Guest Blog written by Tom Larsen – Managing Partner at TD Back Office (www.TDBackOffice.com), a B2B service company that helps retail-oriented product manufacturers managed their back office operations (ie. Order Management, Inventory Management, Sales Support, etc….). Tom can be reached at 530-913-9334, by email at tom@tdbackoffice.com or visit his website http://www.tdbackoffice.com
Rarely in consumer products does a new product light up the bank accounts in the first weeks of being available to the market. When your products at retail fail, there are lots of reasons for a market to be slow to adopt and lots of things you can do. Before you just start deploying tactic after tactic to make your efforts work out consider where these ideas are coming from – YOU. Since you have spent the last months focused on getting your product out there, what you need to get at this moment is a heavy dose of outside thinking.
You need to make contact with everyone you have met and crossed paths with in your journey thus far and talk it out. The observations and opinions of that collective constitutes the library of outside your four walls thinking. With the combined value of the dozens (or more) of years of either doing what you do or working with others who did what you are doing, you can gain a broad range of insights to consider to change the direction of your efforts, or maybe just encourage you to be more patient. You need ideas. You need outsider perspective and you need it fast to put some wind in your sails.
Who are these people?
Your vendors and service providers are a good starting point. Your 3PL, your accountant, the people who make what you sell, the people who make your packaging have all worked with lots of companies with this challenge. Ask them what they think of your efforts and results thus far.

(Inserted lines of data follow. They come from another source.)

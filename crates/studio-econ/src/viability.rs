//! Monte Carlo viability analysis of a financed project.
//!
//! Asset value and production costs are jittered by a uniform factor in
//! `[1 - u, 1 + u]`; each sample is evaluated with [`crate::finance`] and the
//! results are aggregated into a [`ViabilityReport`].

use crate::finance::{annuity_cash_flows, irr, npv, simple_payback};
use crate::EconError;
use rand::{Rng, SeedableRng};
use rand_chacha::ChaCha8Rng;
use rust_decimal::prelude::ToPrimitive;
use rust_decimal::Decimal;
use serde::{Deserialize, Serialize};
use tracing::{debug, info};

/// IRR recorded for samples that never return the invested capital.
pub const NO_RETURN_IRR: f64 = -1.0;

/// Longest project horizon accepted, in years.
pub const MAX_YEARS: u32 = 200;

/// Base-case inputs of a project to be financed.
#[derive(Clone, Debug, PartialEq, Serialize, Deserialize)]
pub struct FinancialScenario {
    /// Value of the asset produced over the whole project (USD).
    pub asset_value: Decimal,
    /// Capital raised up front (USD, > 0).
    pub capital_to_raise: Decimal,
    /// Production costs over the whole project (USD).
    pub production_costs: Decimal,
    /// Project duration in years, in `1..=MAX_YEARS`.
    pub years: u32,
    /// Uncertainty band on the asset value, in percent.
    pub asset_uncertainty_pct: f64,
    /// Uncertainty band on production costs, in percent.
    pub cost_uncertainty_pct: f64,
}

/// Scenario converted to floats after validation.
#[derive(Clone, Copy, Debug)]
struct Base {
    asset: f64,
    capital: f64,
    costs: f64,
    years: f64,
}

fn to_f64(d: Decimal) -> Result<f64, EconError> {
    d.to_f64()
        .filter(|v| v.is_finite())
        .ok_or(EconError::NonFinite)
}

fn check_uncertainty(name: &str, pct: f64) -> Result<(), EconError> {
    if !pct.is_finite() || pct < 0.0 {
        return Err(EconError::InvalidInput(format!(
            "{name} uncertainty must be a non-negative percentage, got {pct}"
        )));
    }
    Ok(())
}

impl FinancialScenario {
    fn base(&self) -> Result<Base, EconError> {
        if self.capital_to_raise <= Decimal::ZERO {
            return Err(EconError::InvalidInput(format!(
                "capital to raise must be > 0, got {}",
                self.capital_to_raise
            )));
        }
        if self.years == 0 {
            return Err(EconError::InvalidInput(
                "project duration must be at least one year".into(),
            ));
        }
        if self.years > MAX_YEARS {
            return Err(EconError::InvalidInput(format!(
                "project duration must be at most {MAX_YEARS} years, got {}",
                self.years
            )));
        }
        check_uncertainty("asset value", self.asset_uncertainty_pct)?;
        check_uncertainty("production cost", self.cost_uncertainty_pct)?;
        Ok(Base {
            asset: to_f64(self.asset_value)?,
            capital: to_f64(self.capital_to_raise)?,
            costs: to_f64(self.production_costs)?,
            years: f64::from(self.years),
        })
    }

    /// Constant yearly cash flow of the base case.
    pub fn annual_cash_flow(&self) -> Result<f64, EconError> {
        let b = self.base()?;
        Ok(b.asset / b.years - b.costs / b.years)
    }

    /// `[-capital, cf, ..., cf]` for the base case.
    pub fn cash_flows(&self) -> Result<Vec<f64>, EconError> {
        let b = self.base()?;
        Ok(annuity_cash_flows(
            b.capital,
            b.asset / b.years - b.costs / b.years,
            self.years,
        ))
    }
}

/// Sampler settings.
#[derive(Clone, Debug, PartialEq, Serialize, Deserialize)]
pub struct MonteCarloConfig {
    /// Number of sampled scenarios (> 0).
    pub iterations: u32,
    /// Discount rate and IRR hurdle (fraction).
    pub cost_of_capital: f64,
    /// Seed for deterministic RNG.
    pub seed: u64,
}

impl Default for MonteCarloConfig {
    fn default() -> Self {
        Self {
            iterations: 1000,
            cost_of_capital: 0.12,
            seed: 42,
        }
    }
}

/// Pass/fail outcome of a viability analysis.
#[derive(Clone, Copy, Debug, PartialEq, Eq, Serialize, Deserialize)]
pub enum Verdict {
    Viable,
    NotViable,
}

impl Verdict {
    /// Viable iff more than half the samples beat the hurdle and the mean
    /// IRR also beats it.
    pub fn decide(profitability_pct: f64, mean_irr: f64, cost_of_capital: f64) -> Self {
        if profitability_pct > 50.0 && mean_irr > cost_of_capital {
            Verdict::Viable
        } else {
            Verdict::NotViable
        }
    }

    pub fn is_viable(self) -> bool {
        matches!(self, Verdict::Viable)
    }
}

/// Aggregated result of a viability run.
#[derive(Clone, Debug, PartialEq, Serialize, Deserialize)]
pub struct ViabilityReport {
    pub iterations: u32,
    pub cost_of_capital: f64,
    /// Mean NPV at the cost of capital (USD).
    pub mean_npv: f64,
    /// Mean IRR as a fraction; loss samples count as -1.
    pub mean_irr: f64,
    /// Mean payback over samples that pay back at all.
    pub mean_payback_years: Option<f64>,
    /// Share of samples whose IRR beats the cost of capital, in percent.
    pub profitability_pct: f64,
    pub verdict: Verdict,
}

impl ViabilityReport {
    /// Evaluate the base case once, ignoring uncertainty bands.
    pub fn deterministic(
        scenario: &FinancialScenario,
        cost_of_capital: f64,
    ) -> Result<Self, EconError> {
        let b = scenario.base()?;
        let s = evaluate(b, b.asset, b.costs, scenario.years, cost_of_capital);
        let mut agg = Aggregate::default();
        agg.push(&s, cost_of_capital);
        Ok(agg.finish(cost_of_capital))
    }

    /// One-line human readable verdict.
    pub fn summary(&self) -> String {
        let payback = match self.mean_payback_years {
            Some(y) => format!("{y:.1} years"),
            None => "never".to_string(),
        };
        let head = if self.verdict.is_viable() {
            "Viable"
        } else {
            "Not viable"
        };
        format!(
            "{head}: {:.1}% of {} scenarios beat the {:.1}% cost of capital (mean IRR {:.2}%, mean NPV {:.0}, payback {payback})",
            self.profitability_pct,
            self.iterations,
            self.cost_of_capital * 100.0,
            self.mean_irr * 100.0,
            self.mean_npv,
        )
    }
}

#[derive(Clone, Copy, Debug)]
struct Sample {
    npv: f64,
    irr: f64,
    payback: f64,
}

fn evaluate(b: Base, asset: f64, costs: f64, years: u32, cost_of_capital: f64) -> Sample {
    let annual = asset / b.years - costs / b.years;
    if annual > 0.0 {
        let flows = annuity_cash_flows(b.capital, annual, years);
        Sample {
            npv: npv(&flows, cost_of_capital),
            irr: irr(&flows),
            payback: simple_payback(b.capital, annual),
        }
    } else {
        Sample {
            npv: -b.capital,
            irr: NO_RETURN_IRR,
            payback: f64::INFINITY,
        }
    }
}

#[derive(Default)]
struct Aggregate {
    n: u32,
    npv_sum: f64,
    irr_sum: f64,
    payback_sum: f64,
    payback_n: u32,
    profitable: u32,
}

impl Aggregate {
    fn push(&mut self, s: &Sample, cost_of_capital: f64) {
        self.n += 1;
        self.npv_sum += s.npv;
        self.irr_sum += s.irr;
        if s.payback.is_finite() {
            self.payback_sum += s.payback;
            self.payback_n += 1;
        }
        if s.irr > cost_of_capital {
            self.profitable += 1;
        }
    }

    fn finish(self, cost_of_capital: f64) -> ViabilityReport {
        let n = f64::from(self.n.max(1));
        let mean_irr = self.irr_sum / n;
        let profitability_pct = f64::from(self.profitable) / n * 100.0;
        ViabilityReport {
            iterations: self.n,
            cost_of_capital,
            mean_npv: self.npv_sum / n,
            mean_irr,
            mean_payback_years: (self.payback_n > 0)
                .then(|| self.payback_sum / f64::from(self.payback_n)),
            profitability_pct,
            verdict: Verdict::decide(profitability_pct, mean_irr, cost_of_capital),
        }
    }
}

/// Run the Monte Carlo viability analysis.
///
/// Fails with [`EconError::InvalidInput`] before sampling when the capital
/// to raise is not positive, the duration is zero, an uncertainty band is
/// negative, or no iterations are requested.
pub fn run_viability(
    scenario: &FinancialScenario,
    cfg: &MonteCarloConfig,
) -> Result<ViabilityReport, EconError> {
    let b = scenario.base()?;
    if cfg.iterations == 0 {
        return Err(EconError::InvalidInput("iterations must be > 0".into()));
    }
    if !cfg.cost_of_capital.is_finite() {
        return Err(EconError::NonFinite);
    }
    debug!(
        iterations = cfg.iterations,
        seed = cfg.seed,
        "starting viability sampling"
    );
    let asset_band = scenario.asset_uncertainty_pct / 100.0;
    let cost_band = scenario.cost_uncertainty_pct / 100.0;
    let mut rng = ChaCha8Rng::seed_from_u64(cfg.seed);
    let mut agg = Aggregate::default();
    for _ in 0..cfg.iterations {
        let ua: f64 = rng.gen_range(-1.0..=1.0);
        let uc: f64 = rng.gen_range(-1.0..=1.0);
        let asset = b.asset * (1.0 + ua * asset_band);
        let costs = b.costs * (1.0 + uc * cost_band);
        let s = evaluate(b, asset, costs, scenario.years, cfg.cost_of_capital);
        agg.push(&s, cfg.cost_of_capital);
    }
    let report = agg.finish(cfg.cost_of_capital);
    info!(
        profitability_pct = report.profitability_pct,
        mean_irr = report.mean_irr,
        verdict = ?report.verdict,
        "viability analysis finished"
    );
    Ok(report)
}

#[cfg(test)]
mod tests {
    use super::*;

    fn scenario(
        asset: i64,
        costs: i64,
        capital: i64,
        years: u32,
        u_a: f64,
        u_c: f64,
    ) -> FinancialScenario {
        FinancialScenario {
            asset_value: Decimal::new(asset, 0),
            capital_to_raise: Decimal::new(capital, 0),
            production_costs: Decimal::new(costs, 0),
            years,
            asset_uncertainty_pct: u_a,
            cost_uncertainty_pct: u_c,
        }
    }

    #[test]
    fn zero_uncertainty_reference_scenario() {
        let s = scenario(300_000, 160_000, 100_000, 5, 0.0, 0.0);
        assert_eq!(s.annual_cash_flow().unwrap(), 28_000.0);
        let flows = s.cash_flows().unwrap();
        assert_eq!(flows.len(), 6);

        let expected_npv =
            -100_000.0 + 28_000.0 * (1.0 - 1.12f64.powi(-5)) / 0.12;
        let expected_irr = irr(&flows);
        assert!(npv(&flows, expected_irr).abs() < 1e-6);
        assert!(expected_irr > 0.12);

        let r = run_viability(&s, &MonteCarloConfig::default()).unwrap();
        assert_eq!(r.iterations, 1000);
        assert!((r.mean_npv - expected_npv).abs() < 1e-6);
        assert!((r.mean_irr - expected_irr).abs() < 1e-12);
        let payback = r.mean_payback_years.unwrap();
        assert!((payback - 100_000.0 / 28_000.0).abs() < 1e-9);
        assert_eq!(r.profitability_pct, 100.0);
        assert_eq!(r.verdict, Verdict::Viable);
    }

    #[test]
    fn deterministic_matches_zero_band_run() {
        let s = scenario(300_000, 160_000, 100_000, 5, 0.0, 0.0);
        let d = ViabilityReport::deterministic(&s, 0.12).unwrap();
        let r = run_viability(&s, &MonteCarloConfig::default()).unwrap();
        assert!((d.mean_npv - r.mean_npv).abs() < 1e-6);
        assert_eq!(d.verdict, r.verdict);
        assert_eq!(d.iterations, 1);
    }

    #[test]
    fn zero_capital_is_rejected() {
        let s = scenario(300_000, 160_000, 0, 5, 10.0, 10.0);
        let err = run_viability(&s, &MonteCarloConfig::default()).unwrap_err();
        assert!(matches!(err, EconError::InvalidInput(_)));
    }

    #[test]
    fn other_invalid_inputs() {
        let cfg = MonteCarloConfig::default();
        assert!(run_viability(&scenario(1, 0, 1, 0, 0.0, 0.0), &cfg).is_err());
        assert!(run_viability(&scenario(1, 0, 1, 1, -5.0, 0.0), &cfg).is_err());
        let none = MonteCarloConfig {
            iterations: 0,
            ..cfg
        };
        assert!(run_viability(&scenario(1, 0, 1, 1, 0.0, 0.0), &none).is_err());
    }

    #[test]
    fn horizon_is_capped() {
        let cfg = MonteCarloConfig::default();
        let ok = scenario(300_000, 160_000, 100_000, MAX_YEARS, 0.0, 0.0);
        assert_eq!(ok.cash_flows().unwrap().len(), MAX_YEARS as usize + 1);

        let huge = scenario(300_000, 160_000, 100_000, u32::MAX, 0.0, 0.0);
        assert!(matches!(huge.cash_flows(), Err(EconError::InvalidInput(_))));
        assert!(matches!(
            run_viability(&huge, &cfg),
            Err(EconError::InvalidInput(_))
        ));
        let over = scenario(300_000, 160_000, 100_000, MAX_YEARS + 1, 0.0, 0.0);
        assert!(ViabilityReport::deterministic(&over, 0.12).is_err());
    }

    #[test]
    fn losing_project_records_total_loss() {
        let s = scenario(100_000, 200_000, 50_000, 4, 0.0, 0.0);
        let r = run_viability(&s, &MonteCarloConfig::default()).unwrap();
        assert_eq!(r.mean_npv, -50_000.0);
        assert_eq!(r.mean_irr, NO_RETURN_IRR);
        assert_eq!(r.mean_payback_years, None);
        assert_eq!(r.profitability_pct, 0.0);
        assert_eq!(r.verdict, Verdict::NotViable);
        assert!(r.summary().starts_with("Not viable"));
    }

    #[test]
    fn sampling_is_seeded() {
        let s = scenario(300_000, 100_000, 100_000, 5, 25.0, 25.0);
        let cfg = MonteCarloConfig::default();
        let a = run_viability(&s, &cfg).unwrap();
        let b = run_viability(&s, &cfg).unwrap();
        assert_eq!(a, b);
    }

    #[test]
    fn profitability_does_not_drop_as_uncertainty_shrinks() {
        let cfg = MonteCarloConfig::default();
        let at = |u: f64| {
            run_viability(&scenario(300_000, 100_000, 100_000, 5, u, u), &cfg)
                .unwrap()
                .profitability_pct
        };
        let p0 = at(0.0);
        let p20 = at(20.0);
        let p60 = at(60.0);
        assert_eq!(p0, 100.0);
        assert!(p0 >= p20);
        // Stochastic bound with a fixed seed.
        assert!(p20 + 5.0 >= p60, "p20 {p20} p60 {p60}");
        assert!(p60 < 100.0);
    }

    #[test]
    fn verdict_rules() {
        assert_eq!(Verdict::decide(51.0, 0.2, 0.12), Verdict::Viable);
        assert_eq!(Verdict::decide(50.0, 0.2, 0.12), Verdict::NotViable);
        assert_eq!(Verdict::decide(90.0, 0.12, 0.12), Verdict::NotViable);
    }
}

Your sales people are a second place (provided you have contracted some, if not that is the likely the first tactic you may want to consider). Sales people have all had multiple brands that were slow out of the blocks and turned into revenue producers for them.
Your advisors and consumer product contemporaries are another resource. Maybe you met others at a trade show or trade event. Any existing business has had product introductions go slowly. Find out why and what their response was.
Maybe Meetup or Linked in or some other online community has connected you to other consumer product company business owners.
Your retail customers, the ones you have gotten to prove the concept would be delighted to spend 20 minutes with you offering their ideas of how to move forward. Your problem is getting sell through in stores or adding more stores, not the product itself.
The point is when the going gets tough, and it always does, is exactly the time to reach out to your network and get ideas. The inclination is to close the blinds and work harder. Resist. Instead listen to stories. In fact, what you need is an assortment of different points of view. You need the benefit of experience that is different from yours. You won’t really get new perspectives from the same person who provided the current point of view – YOU. Reach out. Admit the challenge you face and make adjustments. Maybe all you need to be is more patient.